Task prompt – Pull every line that holds the word "creds" from the entries.

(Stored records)
○ ○ ○ ○

//! The image build pipeline.
//!
//! External tooling: `xorriso` for extraction and repacking, `isohybrid`
//! for the hybrid BIOS/UEFI transformation. Tool failures surface as
//! [`BuildError::Tool`] with captured stderr.

use chrono::Utc;
use sha2::{Digest, Sha256};
use std::fs;
use std::path::{Path, PathBuf};
use tokio::process::Command;
use tracing::{debug, info};

use anvil_common::{BuildArtifact, BuildStatus, Credentials, HostSpec, NetworkProfile};

use crate::bootcfg::append_kernel_option;
use crate::descriptor::{render_descriptor, DESCRIPTOR_FILENAME, KERNEL_OPTION};
use crate::error::{BuildError, Result};
use crate::staging::{lowercase_tree, make_writable, StagingArea};

/// Relative locations of the installer boot configuration. Both the BIOS
/// and the UEFI copy must carry the kickstart kernel option.
const BOOT_CONFIG_PATHS: &[&str] = &["boot.cfg", "efi/boot/boot.cfg"];

/// Builder configuration, shared across all hosts in a run.
#[derive(Debug, Clone)]
pub struct BuilderConfig {
    /// Vendor installer ISO, opened read-only
    pub source_iso: PathBuf,
    /// Parent directory for per-host staging trees
    pub staging_dir: PathBuf,
    /// Where finished images land (the distribution export)
    pub output_dir: PathBuf,
    /// Base URI under which BMCs reach the export
    pub share_base_uri: String,
}

/// Builds one unattended-install image per host.
#[derive(Debug)]
pub struct ImageBuilder {
    config: BuilderConfig,
}

impl ImageBuilder {
    pub fn new(config: BuilderConfig) -> Self {
        Self { config }
    }

    /// Build the per-host image. The source ISO is never mutated; the
    /// staging tree is removed on success and failure alike.
    pub async fn build(
        &self,
        host: &HostSpec,
        profile: &NetworkProfile,
        credentials: &Credentials,
    ) -> Result<BuildArtifact> {
        let source = &self.config.source_iso;
        let meta = fs::metadata(source).map_err(|e| BuildError::SourceUnreadable {
            path: source.clone(),
            source: e,
        })?;
        if !meta.is_file() {
            return Err(BuildError::SourceUnreadable {
                path: source.clone(),
                source: std::io::Error::new(std::io::ErrorKind::InvalidInput, "not a file"),
            });
        }

        info!(host = %host.hostname, source = %source.display(), "building installer image");

        let staging = StagingArea::create(&self.config.staging_dir, &host.hostname)?;
        let result = self
            .build_in_staging(staging.path(), host, profile, credentials)
            .await;
        // Cleanup happens regardless of outcome; a cleanup failure must
        // not mask the build error.
        if let Err(e) = staging.cleanup() {
            debug!(host = %host.hostname, error = %e, "staging cleanup failed");
        }
        let image_path = result?;

        let sha256 = sha256_file(&image_path)?;
        info!(host = %host.hostname, image = %image_path.display(), sha256 = %sha256, "image built");

        Ok(BuildArtifact {
            hostname: host.hostname.clone(),
            image_uri: artifact_uri(&self.config.share_base_uri, &host.hostname),
            image_path,
            sha256,
            built_at: Utc::now(),
            status: BuildStatus::Built,
        })
    }

    async fn build_in_staging(
        &self,
        stage: &Path,
        host: &HostSpec,
        profile: &NetworkProfile,
        credentials: &Credentials,
    ) -> Result<PathBuf> {
        // Render first: a descriptor failure should not cost an extraction.
        let descriptor = render_descriptor(host, profile, credentials)?;

        let source = self.config.source_iso.to_string_lossy().to_string();
        let stage_str = stage.to_string_lossy().to_string();

        run_tool(
            "xorriso",
            &["-osirrox", "on", "-indev", &source, "-extract", "/", &stage_str],
        )
        .await?;
        make_writable(stage)?;
        lowercase_tree(stage, &[DESCRIPTOR_FILENAME])?;

        let mut patched = false;
        for rel in BOOT_CONFIG_PATHS {
            let path = stage.join(rel);
            if !path.exists() {
                continue;
            }
            let contents = fs::read_to_string(&path)?;
            let updated = append_kernel_option(&contents, KERNEL_OPTION, &path)?;
            fs::write(&path, updated)?;
            patched = true;
            debug!(host = %host.hostname, file = %rel, "boot config patched");
        }
        if !patched {
            return Err(BuildError::BootConfigNotFound(stage.to_path_buf()));
        }

        fs::write(stage.join(DESCRIPTOR_FILENAME), descriptor)?;

        fs::create_dir_all(&self.config.output_dir)?;
        let output = self.config.output_dir.join(image_filename(&host.hostname));
        let output_str = output.to_string_lossy().to_string();

        run_tool(
            "xorriso",
            &[
                "-as",
                "mkisofs",
                "-relaxed-filenames",
                "-J",
                "-R",
                "-o",
                &output_str,
                "-b",
                "isolinux.bin",
                "-c",
                "boot.cat",
                "-no-emul-boot",
                "-boot-load-size",
                "4",
                "-boot-info-table",
                "-eltorito-alt-boot",
                "-e",
                "efiboot.img",
                "-no-emul-boot",
                &stage_str,
            ],
        )
        .await?;

        // Hybrid transformation: bootable from both legacy BIOS and UEFI.
        run_tool("isohybrid", &["--uefi", &output_str]).await?;

        Ok(output)
    }
}

/// File name of the per-host image on the distribution export.
pub fn image_filename(hostname: &str) -> String {
    format!("{}.iso", hostname)
}

/// Network URI the BMC will mount for this host's image.
pub fn artifact_uri(base_uri: &str, hostname: &str) -> String {
    format!(
        "{}/{}",
        base_uri.trim_end_matches('/'),
        image_filename(hostname)
    )
}

async fn run_tool(tool: &str, args: &[&str]) -> Result<()> {
    debug!(tool = %tool, args = ?args, "running external tool");
    let output = Command::new(tool)
        .args(args)
        .output()
        .await
        .map_err(|e| BuildError::ToolSpawn {
            tool: tool.to_string(),
            source: e,
        })?;

    if !output.status.success() {
        return Err(BuildError::Tool {
            tool: tool.to_string(),
            status: output.status.to_string(),
            stderr: String::from_utf8_lossy(&output.stderr).trim().to_string(),
        });
    }
    Ok(())
}

fn sha256_file(path: &Path) -> Result<String> {
    let mut file = fs::File::open(path)?;
    let mut hasher = Sha256::new();
    std::io::copy(&mut file, &mut hasher)?;
    Ok(hex::encode(hasher.finalize()))
}

#[cfg(test)]
mod tests {
    use super::*;
    use anvil_common::{BmcVendor, Secret};

    fn inputs() -> (HostSpec, NetworkProfile, Credentials) {
        (
            HostSpec {
                hostname: "esxi01".into(),
                mgmt_ip: "192.168.1.10".parse().unwrap(),
                bmc_ip: "10.0.0.10".parse().unwrap(),
                vendor: BmcVendor::Redfish,
                network: None,
            },
            NetworkProfile {
                netmask: "255.255.255.0".parse().unwrap(),
                gateway: "192.168.1.1".parse().unwrap(),
                dns_servers: vec!["192.168.1.2".parse().unwrap()],
                ntp_servers: vec!["ntp1.lab".into()],
                vlan_id: 0,
            },
            Credentials {
                root_password: Secret::new("pw"),
                bmc_username: "root".into(),
                bmc_password: Secret::new("pw"),
            },
        )
    }

    #[test]
    fn test_artifact_uri_join() {
        assert_eq!(
            artifact_uri("http://images.lab/export/", "esxi01"),
            "http://images.lab/export/esxi01.iso"
        );
        assert_eq!(
            artifact_uri("http://images.lab/export", "esxi01"),
            "http://images.lab/export/esxi01.iso"
        );
    }

    #[tokio::test]
    async fn test_missing_source_is_fatal() {
        let dir = tempfile::tempdir().unwrap();
        let builder = ImageBuilder::new(BuilderConfig {
            source_iso: dir.path().join("does-not-exist.iso"),
            staging_dir: dir.path().join("staging"),
            output_dir: dir.path().join("out"),
            share_base_uri: "http://images.lab".into(),
        });

        let (host, profile, creds) = inputs();
        let err = builder.build(&host, &profile, &creds).await.unwrap_err();
        assert!(matches!(err, BuildError::SourceUnreadable { .. }));
    }

    #[tokio::test]
    async fn test_descriptor_failure_before_extraction() {
        let dir = tempfile::tempdir().unwrap();
        let iso = dir.path().join("src.iso");
        fs::write(&iso, "not really an iso").unwrap();

        let builder = ImageBuilder::new(BuilderConfig {
            source_iso: iso,
            staging_dir: dir.path().join("staging"),
            output_dir: dir.path().join("out"),
            share_base_uri: "http://images.lab".into(),
        });

        let (host, mut profile, creds) = inputs();
        profile.dns_servers.clear();
        let err = builder.build(&host, &profile, &creds).await.unwrap_err();
        assert!(matches!(err, BuildError::MissingField("dns_servers")));

        // Staging cleaned up even though the build failed
        assert!(!dir.path().join("staging").join("esxi01").exists());
    }
}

○ ○ ○ ○

Response to the task –
        let (host, profile, creds) = inputs();
        let err = builder.build(&host, &profile, &creds).await.unwrap_err();
        let (host, mut profile, creds) = inputs();
        let err = builder.build(&host, &profile, &creds).await.unwrap_err();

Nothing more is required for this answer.